+++ RECORDS

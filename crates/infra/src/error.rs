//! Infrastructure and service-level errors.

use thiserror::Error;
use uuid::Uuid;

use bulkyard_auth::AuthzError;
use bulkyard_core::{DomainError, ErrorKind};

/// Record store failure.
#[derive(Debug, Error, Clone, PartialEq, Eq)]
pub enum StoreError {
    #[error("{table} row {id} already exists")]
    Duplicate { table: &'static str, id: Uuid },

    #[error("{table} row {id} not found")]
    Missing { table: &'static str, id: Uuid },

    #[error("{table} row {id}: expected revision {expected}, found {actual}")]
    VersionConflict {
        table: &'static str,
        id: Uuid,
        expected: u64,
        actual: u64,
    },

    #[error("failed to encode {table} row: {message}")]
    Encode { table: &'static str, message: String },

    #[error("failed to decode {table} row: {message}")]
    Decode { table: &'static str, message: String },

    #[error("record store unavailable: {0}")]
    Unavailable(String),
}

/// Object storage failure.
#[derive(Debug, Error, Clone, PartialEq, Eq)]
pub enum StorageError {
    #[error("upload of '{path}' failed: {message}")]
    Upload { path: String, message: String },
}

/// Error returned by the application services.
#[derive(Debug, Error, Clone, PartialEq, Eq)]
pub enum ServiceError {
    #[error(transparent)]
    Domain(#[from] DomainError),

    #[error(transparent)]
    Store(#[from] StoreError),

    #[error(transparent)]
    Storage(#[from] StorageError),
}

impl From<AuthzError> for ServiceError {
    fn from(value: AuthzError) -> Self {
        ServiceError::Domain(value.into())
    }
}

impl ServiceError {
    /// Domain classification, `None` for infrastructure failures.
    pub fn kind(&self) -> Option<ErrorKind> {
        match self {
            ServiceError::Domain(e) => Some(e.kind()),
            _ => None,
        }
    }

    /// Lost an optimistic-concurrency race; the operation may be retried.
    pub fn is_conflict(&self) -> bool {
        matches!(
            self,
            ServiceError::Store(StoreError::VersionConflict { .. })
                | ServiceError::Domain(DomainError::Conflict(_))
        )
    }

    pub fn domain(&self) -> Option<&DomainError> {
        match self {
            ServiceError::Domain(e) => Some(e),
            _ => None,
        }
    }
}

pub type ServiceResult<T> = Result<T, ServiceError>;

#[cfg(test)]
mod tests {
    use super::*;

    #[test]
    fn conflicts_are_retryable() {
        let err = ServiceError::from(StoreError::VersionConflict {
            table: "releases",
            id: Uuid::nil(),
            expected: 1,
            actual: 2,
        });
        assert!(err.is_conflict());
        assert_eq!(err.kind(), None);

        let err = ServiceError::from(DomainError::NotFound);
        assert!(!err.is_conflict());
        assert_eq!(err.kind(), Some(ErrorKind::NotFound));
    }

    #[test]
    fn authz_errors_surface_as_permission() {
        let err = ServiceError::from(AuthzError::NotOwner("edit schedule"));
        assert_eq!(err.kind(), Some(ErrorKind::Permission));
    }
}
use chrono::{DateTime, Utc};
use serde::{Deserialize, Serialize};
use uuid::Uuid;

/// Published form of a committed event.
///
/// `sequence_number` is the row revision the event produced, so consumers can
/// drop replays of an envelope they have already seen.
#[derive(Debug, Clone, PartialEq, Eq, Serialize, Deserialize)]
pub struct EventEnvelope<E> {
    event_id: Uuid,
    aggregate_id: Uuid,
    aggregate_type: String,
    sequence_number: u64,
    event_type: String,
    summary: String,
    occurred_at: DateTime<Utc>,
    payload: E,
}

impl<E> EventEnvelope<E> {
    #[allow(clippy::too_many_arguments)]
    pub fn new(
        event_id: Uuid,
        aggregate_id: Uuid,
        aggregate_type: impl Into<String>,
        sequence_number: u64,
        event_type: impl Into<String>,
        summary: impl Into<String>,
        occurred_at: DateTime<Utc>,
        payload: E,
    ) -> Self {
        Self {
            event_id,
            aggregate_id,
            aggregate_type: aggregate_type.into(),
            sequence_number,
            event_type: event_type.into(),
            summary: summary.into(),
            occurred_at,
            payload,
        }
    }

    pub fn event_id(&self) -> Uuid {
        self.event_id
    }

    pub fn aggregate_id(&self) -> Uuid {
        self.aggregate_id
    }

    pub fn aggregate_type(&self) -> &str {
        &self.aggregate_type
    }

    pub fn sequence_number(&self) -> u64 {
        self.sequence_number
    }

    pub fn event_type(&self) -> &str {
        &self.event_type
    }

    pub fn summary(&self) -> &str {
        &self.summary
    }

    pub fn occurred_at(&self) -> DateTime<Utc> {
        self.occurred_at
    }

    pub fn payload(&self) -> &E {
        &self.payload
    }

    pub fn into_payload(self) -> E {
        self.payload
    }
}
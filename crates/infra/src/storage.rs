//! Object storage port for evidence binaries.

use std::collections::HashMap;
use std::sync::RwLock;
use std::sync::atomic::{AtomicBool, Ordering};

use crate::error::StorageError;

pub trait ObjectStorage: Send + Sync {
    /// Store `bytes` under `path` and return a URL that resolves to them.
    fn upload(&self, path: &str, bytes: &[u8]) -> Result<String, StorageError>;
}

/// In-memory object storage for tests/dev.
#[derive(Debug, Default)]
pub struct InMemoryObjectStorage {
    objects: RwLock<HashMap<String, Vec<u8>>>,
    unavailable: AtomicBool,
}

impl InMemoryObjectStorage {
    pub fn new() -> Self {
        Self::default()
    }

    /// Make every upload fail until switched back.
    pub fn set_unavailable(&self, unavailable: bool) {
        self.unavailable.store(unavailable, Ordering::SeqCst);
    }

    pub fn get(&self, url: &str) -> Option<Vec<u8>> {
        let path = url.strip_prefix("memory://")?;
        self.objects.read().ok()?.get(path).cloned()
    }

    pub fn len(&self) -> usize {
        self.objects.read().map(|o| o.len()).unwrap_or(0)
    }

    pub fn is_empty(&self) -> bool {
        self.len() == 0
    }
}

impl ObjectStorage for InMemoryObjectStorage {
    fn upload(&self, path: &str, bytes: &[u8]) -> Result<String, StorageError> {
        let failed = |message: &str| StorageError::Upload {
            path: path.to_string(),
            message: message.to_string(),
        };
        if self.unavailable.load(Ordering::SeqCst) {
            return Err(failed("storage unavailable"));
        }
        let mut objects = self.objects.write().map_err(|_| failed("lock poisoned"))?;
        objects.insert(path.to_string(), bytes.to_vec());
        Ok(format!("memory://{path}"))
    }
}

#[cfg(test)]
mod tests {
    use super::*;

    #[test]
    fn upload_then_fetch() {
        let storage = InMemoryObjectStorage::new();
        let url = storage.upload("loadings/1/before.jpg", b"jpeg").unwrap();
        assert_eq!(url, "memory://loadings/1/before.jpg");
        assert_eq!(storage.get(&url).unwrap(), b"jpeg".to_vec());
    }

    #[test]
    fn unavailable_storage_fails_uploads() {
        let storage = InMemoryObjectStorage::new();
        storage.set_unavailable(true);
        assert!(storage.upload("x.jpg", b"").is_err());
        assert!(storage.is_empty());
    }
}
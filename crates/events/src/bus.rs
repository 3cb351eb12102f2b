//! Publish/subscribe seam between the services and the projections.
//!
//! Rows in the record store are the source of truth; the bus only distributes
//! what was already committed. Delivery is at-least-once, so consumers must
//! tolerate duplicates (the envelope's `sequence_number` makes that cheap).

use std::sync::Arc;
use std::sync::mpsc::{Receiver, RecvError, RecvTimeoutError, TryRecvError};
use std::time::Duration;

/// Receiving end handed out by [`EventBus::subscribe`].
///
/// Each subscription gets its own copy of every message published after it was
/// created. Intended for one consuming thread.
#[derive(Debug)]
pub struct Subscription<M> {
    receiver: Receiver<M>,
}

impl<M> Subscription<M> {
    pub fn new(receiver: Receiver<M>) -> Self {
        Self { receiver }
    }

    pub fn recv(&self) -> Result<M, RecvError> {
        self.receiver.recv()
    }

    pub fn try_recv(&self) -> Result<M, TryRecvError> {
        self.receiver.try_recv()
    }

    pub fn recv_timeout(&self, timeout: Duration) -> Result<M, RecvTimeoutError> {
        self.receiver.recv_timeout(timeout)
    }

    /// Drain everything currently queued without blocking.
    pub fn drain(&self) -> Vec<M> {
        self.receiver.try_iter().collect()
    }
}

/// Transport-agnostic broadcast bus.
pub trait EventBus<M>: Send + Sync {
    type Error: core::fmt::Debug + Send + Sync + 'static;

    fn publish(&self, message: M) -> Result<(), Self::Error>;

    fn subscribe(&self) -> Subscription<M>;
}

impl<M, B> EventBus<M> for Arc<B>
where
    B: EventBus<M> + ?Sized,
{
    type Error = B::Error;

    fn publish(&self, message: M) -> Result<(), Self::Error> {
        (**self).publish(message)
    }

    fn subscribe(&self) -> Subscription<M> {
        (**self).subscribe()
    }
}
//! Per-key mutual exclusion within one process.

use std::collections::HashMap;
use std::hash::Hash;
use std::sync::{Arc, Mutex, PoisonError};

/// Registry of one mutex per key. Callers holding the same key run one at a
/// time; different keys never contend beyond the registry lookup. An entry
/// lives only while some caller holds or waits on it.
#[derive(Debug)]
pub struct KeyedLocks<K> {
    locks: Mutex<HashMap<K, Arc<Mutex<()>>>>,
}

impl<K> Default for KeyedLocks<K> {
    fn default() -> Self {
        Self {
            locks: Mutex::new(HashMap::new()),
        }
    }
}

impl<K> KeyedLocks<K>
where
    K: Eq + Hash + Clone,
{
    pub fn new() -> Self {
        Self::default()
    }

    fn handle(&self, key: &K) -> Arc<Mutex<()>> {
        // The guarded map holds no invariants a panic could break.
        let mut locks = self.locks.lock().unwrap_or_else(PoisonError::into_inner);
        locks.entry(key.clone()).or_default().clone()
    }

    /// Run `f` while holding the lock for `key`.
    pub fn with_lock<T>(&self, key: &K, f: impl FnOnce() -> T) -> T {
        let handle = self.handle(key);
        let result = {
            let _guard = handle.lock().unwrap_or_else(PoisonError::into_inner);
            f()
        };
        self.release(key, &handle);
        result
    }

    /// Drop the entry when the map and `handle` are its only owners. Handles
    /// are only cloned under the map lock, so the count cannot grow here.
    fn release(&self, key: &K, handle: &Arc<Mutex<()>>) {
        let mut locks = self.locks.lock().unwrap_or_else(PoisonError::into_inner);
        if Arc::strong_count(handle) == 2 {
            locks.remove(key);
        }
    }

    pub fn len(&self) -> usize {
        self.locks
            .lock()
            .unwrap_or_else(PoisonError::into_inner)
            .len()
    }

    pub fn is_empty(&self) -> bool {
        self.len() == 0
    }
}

++++++

_EXERCISE DESCRIPTION_
Going down the listing above, begin printing at the line with "assert_eq!(err.kind(), Some(ErrorKind::NotFound));" and finish with the line with "pub fn aggregate_type(&self)", exactly as they appear.

_RESPONSE TO THIS TASK_
        assert_eq!(err.kind(), Some(ErrorKind::NotFound));
    }

    #[test]
    fn authz_errors_surface_as_permission() {
        let err = ServiceError::from(AuthzError::NotOwner("edit schedule"));
        assert_eq!(err.kind(), Some(ErrorKind::Permission));
    }
}
use chrono::{DateTime, Utc};
use serde::{Deserialize, Serialize};
use uuid::Uuid;

/// Published form of a committed event.
///
/// `sequence_number` is the row revision the event produced, so consumers can
/// drop replays of an envelope they have already seen.
#[derive(Debug, Clone, PartialEq, Eq, Serialize, Deserialize)]
pub struct EventEnvelope<E> {
    event_id: Uuid,
    aggregate_id: Uuid,
    aggregate_type: String,
    sequence_number: u64,
    event_type: String,
    summary: String,
    occurred_at: DateTime<Utc>,
    payload: E,
}

impl<E> EventEnvelope<E> {
    #[allow(clippy::too_many_arguments)]
    pub fn new(
        event_id: Uuid,
        aggregate_id: Uuid,
        aggregate_type: impl Into<String>,
        sequence_number: u64,
        event_type: impl Into<String>,
        summary: impl Into<String>,
        occurred_at: DateTime<Utc>,
        payload: E,
    ) -> Self {
        Self {
            event_id,
            aggregate_id,
            aggregate_type: aggregate_type.into(),
            sequence_number,
            event_type: event_type.into(),
            summary: summary.into(),
            occurred_at,
            payload,
        }
    }

    pub fn event_id(&self) -> Uuid {
        self.event_id
    }

    pub fn aggregate_id(&self) -> Uuid {
        self.aggregate_id
    }

    pub fn aggregate_type(&self) -> &str {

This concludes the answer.